Kan’eiji Temple: Ueno Daibutsu
The Ueno Daibutsu, the Great Buddha of Ueno, has survived a real cavalcade of misfortune during its 350-year history. Only the face of this once-imposing statue now stands on Daibutsuyama, a small hill in central Ueno Park, on which a Great Buddha figure was first installed in 1631. That original was financed by Hori Naoyori (1577–1639), lord of the Murakami domain (in present-day Niigata Prefecture). Hori had been presented land in Ueno for his services to the ruling Tokugawa shogunate and wanted to honor the memory of the countless thousands who had died during the Sengoku period (1467–1568), when local warlords vied for supremacy before the Tokugawa clan eventually emerged victorious.
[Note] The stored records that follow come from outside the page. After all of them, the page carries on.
//! Integration tests for the `mini-release` binary
//!
//! Shell commands stand in for jest/yarn, so these only run on unix.
#![cfg(unix)]

use crate::helpers::{TestWorkspace, git, run_mini_release};
use anyhow::Result;

const PKG_B_BEFORE: &str = "\"@mini-release/pkg-a\": \"^0.1.0\"";

fn workspace(build: &str) -> Result<TestWorkspace> {
  let ws = TestWorkspace::new()?;
  ws.add_package("pkg-a", "0.1.0", &[])?;
  ws.add_package("pkg-b", "0.1.0", &[("@mini-release/pkg-a", "^0.1.0"), ("lodash", "^4.0.0")])?;
  ws.write_config(build)?;
  ws.commit("Add packages")?;
  Ok(ws)
}

#[test]
fn test_dry_run_touches_no_manifest_or_ref() -> Result<()> {
  let ws = workspace("echo built > build.log")?;
  let root_before = ws.read_file("package.json")?;
  let pkg_b_before = ws.read_file("packages/pkg-b/package.json")?;

  let output = run_mini_release(&ws.path, &["--dry", "--yes", "0.2.0"])?;
  let stdout = String::from_utf8_lossy(&output.stdout);
  assert!(output.status.success(), "dry run failed:\n{}", stdout);

  // Mutating steps were only printed
  for expected in [
    "[dryrun] true",
    "[dryrun] write packages/pkg-b/package.json (version 0.2.0)",
    "[dryrun] git add -A",
    "[dryrun] git commit -m release: v0.2.0",
    "[dryrun] git tag v0.2.0",
    "[dryrun] git push origin refs/tags/v0.2.0",
    "[dryrun] git push",
  ] {
    assert!(stdout.contains(expected), "missing '{}' in:\n{}", expected, stdout);
  }
  assert!(stdout.contains("Dry run finished"));

  // Build and changelog still ran
  assert!(ws.file_exists("build.log"));
  assert!(ws.read_file("CHANGELOG.md")?.contains("## next"));

  assert_eq!(ws.read_file("package.json")?, root_before);
  assert_eq!(ws.read_file("packages/pkg-b/package.json")?, pkg_b_before);
  assert_eq!(ws.git_log(1)?, vec!["Add packages"]);
  assert!(ws.tags(&ws.path)?.is_empty());
  assert!(ws.tags(&ws.remote_path)?.is_empty());

  Ok(())
}

#[test]
fn test_release_commits_tags_and_pushes() -> Result<()> {
  let ws = workspace("echo built > build.log")?;

  let output = run_mini_release(&ws.path, &["--yes", "0.2.0"])?;
  let stdout = String::from_utf8_lossy(&output.stdout);
  let stderr = String::from_utf8_lossy(&output.stderr);
  assert!(output.status.success(), "release failed:\n{}\n{}", stdout, stderr);

  assert!(ws.read_file("package.json")?.contains("\"version\": \"0.2.0\""));
  assert!(ws.read_file("packages/pkg-a/package.json")?.contains("\"version\": \"0.2.0\""));

  let pkg_b = ws.read_file("packages/pkg-b/package.json")?;
  assert!(pkg_b.contains("\"@mini-release/pkg-a\": \"0.2.0\""));
  assert!(pkg_b.contains("\"lodash\": \"^4.0.0\""));
  assert!(pkg_b.ends_with("}\n"));
  assert!(stdout.contains("@mini-release/pkg-b -> dependencies -> @mini-release/pkg-a@0.2.0"));

  assert_eq!(ws.git_log(1)?, vec!["release: v0.2.0"]);
  assert_eq!(ws.tags(&ws.path)?, vec!["v0.2.0"]);
  assert_eq!(ws.tags(&ws.remote_path)?, vec!["v0.2.0"]);

  let remote_head = git(&ws.remote_path, &["log", "-1", "--format=%s", "main"])?;
  assert_eq!(String::from_utf8_lossy(&remote_head.stdout).trim(), "release: v0.2.0");

  Ok(())
}

#[test]
fn test_invalid_version_aborts_before_any_change() -> Result<()> {
  let ws = workspace("echo built > build.log")?;

  let output = run_mini_release(&ws.path, &["--yes", "not-a-version"])?;
  let stderr = String::from_utf8_lossy(&output.stderr);

  assert!(!output.status.success());
  assert!(stderr.contains("Invalid version 'not-a-version'"), "stderr:\n{}", stderr);
  assert!(ws.read_file("packages/pkg-b/package.json")?.contains(PKG_B_BEFORE));
  assert!(!ws.file_exists("build.log"));
  assert_eq!(ws.git_log(1)?, vec!["Add packages"]);

  Ok(())
}

#[test]
fn test_invalid_pre_id_is_rejected() -> Result<()> {
  let ws = workspace("echo built > build.log")?;

  let output = run_mini_release(&ws.path, &["--dry", "--preId=be.ta"])?;
  let stderr = String::from_utf8_lossy(&output.stderr);

  assert!(!output.status.success());
  assert!(stderr.contains("Invalid version 'be.ta'"), "stderr:\n{}", stderr);

  Ok(())
}

#[test]
fn test_failing_build_stops_before_git() -> Result<()> {
  let ws = workspace("exit 3")?;

  let output = run_mini_release(&ws.path, &["--yes", "0.2.0"])?;
  let stderr = String::from_utf8_lossy(&output.stderr);

  assert!(!output.status.success());
  assert!(stderr.contains("exit code 3"), "stderr:\n{}", stderr);

  // Manifests written before the build are not rolled back
  assert!(ws.read_file("package.json")?.contains("\"version\": \"0.2.0\""));
  assert_eq!(ws.git_log(1)?, vec!["Add packages"]);
  assert!(ws.tags(&ws.path)?.is_empty());

  Ok(())
}

#[test]
fn test_missing_root_manifest() -> Result<()> {
  let ws = workspace("true")?;
  std::fs::remove_file(ws.path.join("package.json"))?;

  let output = run_mini_release(&ws.path, &["--dry", "--yes", "1.0.0"])?;
  let stderr = String::from_utf8_lossy(&output.stderr);

  assert!(!output.status.success());
  assert!(stderr.contains("No root manifest found"), "stderr:\n{}", stderr);

  Ok(())
}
Hori’s seated Great Buddha outlasted its originator but was destroyed in 1647, when an earthquake caused a fire that burned down the building housing the statue.
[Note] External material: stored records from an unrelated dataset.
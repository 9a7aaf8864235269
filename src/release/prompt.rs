//! Interactive prompts
//!
//! The resolver only sees the [`Prompter`] trait; the terminal implementation
//! uses `dialoguer` and blocks until the user answers.

use crate::core::error::ReleaseResult;
use dialoguer::theme::ColorfulTheme;
use dialoguer::{Confirm, Input, Select};

pub trait Prompter {
  /// Pick one of `items`, returning its index
  fn select(&self, message: &str, items: &[String]) -> ReleaseResult<usize>;

  /// Free text, pre-filled with `initial`
  fn input(&self, message: &str, initial: &str) -> ReleaseResult<String>;

  /// Yes/no question
  fn confirm(&self, message: &str) -> ReleaseResult<bool>;
}

/// Prompts on the controlling terminal
pub struct TerminalPrompter {
  theme: ColorfulTheme,
  assume_yes: bool,
}

impl TerminalPrompter {
  /// `assume_yes` answers every confirmation with yes without asking
  pub fn new(assume_yes: bool) -> Self {
    Self {
      theme: ColorfulTheme::default(),
      assume_yes,
    }
  }
}

impl Prompter for TerminalPrompter {
  fn select(&self, message: &str, items: &[String]) -> ReleaseResult<usize> {
    Ok(
      Select::with_theme(&self.theme)
        .with_prompt(message)
        .items(items)
        .default(0)
        .interact()?,
    )
  }

  fn input(&self, message: &str, initial: &str) -> ReleaseResult<String> {
    Ok(
      Input::<String>::with_theme(&self.theme)
        .with_prompt(message)
        .with_initial_text(initial)
        .interact_text()?,
    )
  }

  fn confirm(&self, message: &str) -> ReleaseResult<bool> {
    if self.assume_yes {
      println!("{} yes", message);
      return Ok(true);
    }

    Ok(
      Confirm::with_theme(&self.theme)
        .with_prompt(message)
        .default(false)
        .interact()?,
    )
  }
}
The Great Buddha of Ueno had become a well-loved landmark during its 16-year existence, and the people of Edo (present-day Tokyo) were eager to see it return. So eager, in fact, that a donation drive between 1655 and 1660 raised enough money to cast a new statue. The second Great Buddha, a bronze figure 3.6 meters tall, proved far more durable than its predecessor. While the statue did suffer repeated fire and earthquake damage in the 1800s, it was always restored, often by the descendants of Hori Naoyori. The turn of the century, however, meant a turn for the worse for the Great Buddha. The Great Kanto Earthquake of 1923, a 7.9-magnitude tremor that caused the death of more than 100,000 people, separated the statue’s head from the rest of its body. Then, during World War II, all the metal of the statue except for the face was requisitioned for military use, and the mangled Great Buddha was left to gaze at a storeroom wall for decades. Finally in 1972, the face was returned to its home on Daibutsuyama after repeated requests by the local tourism association.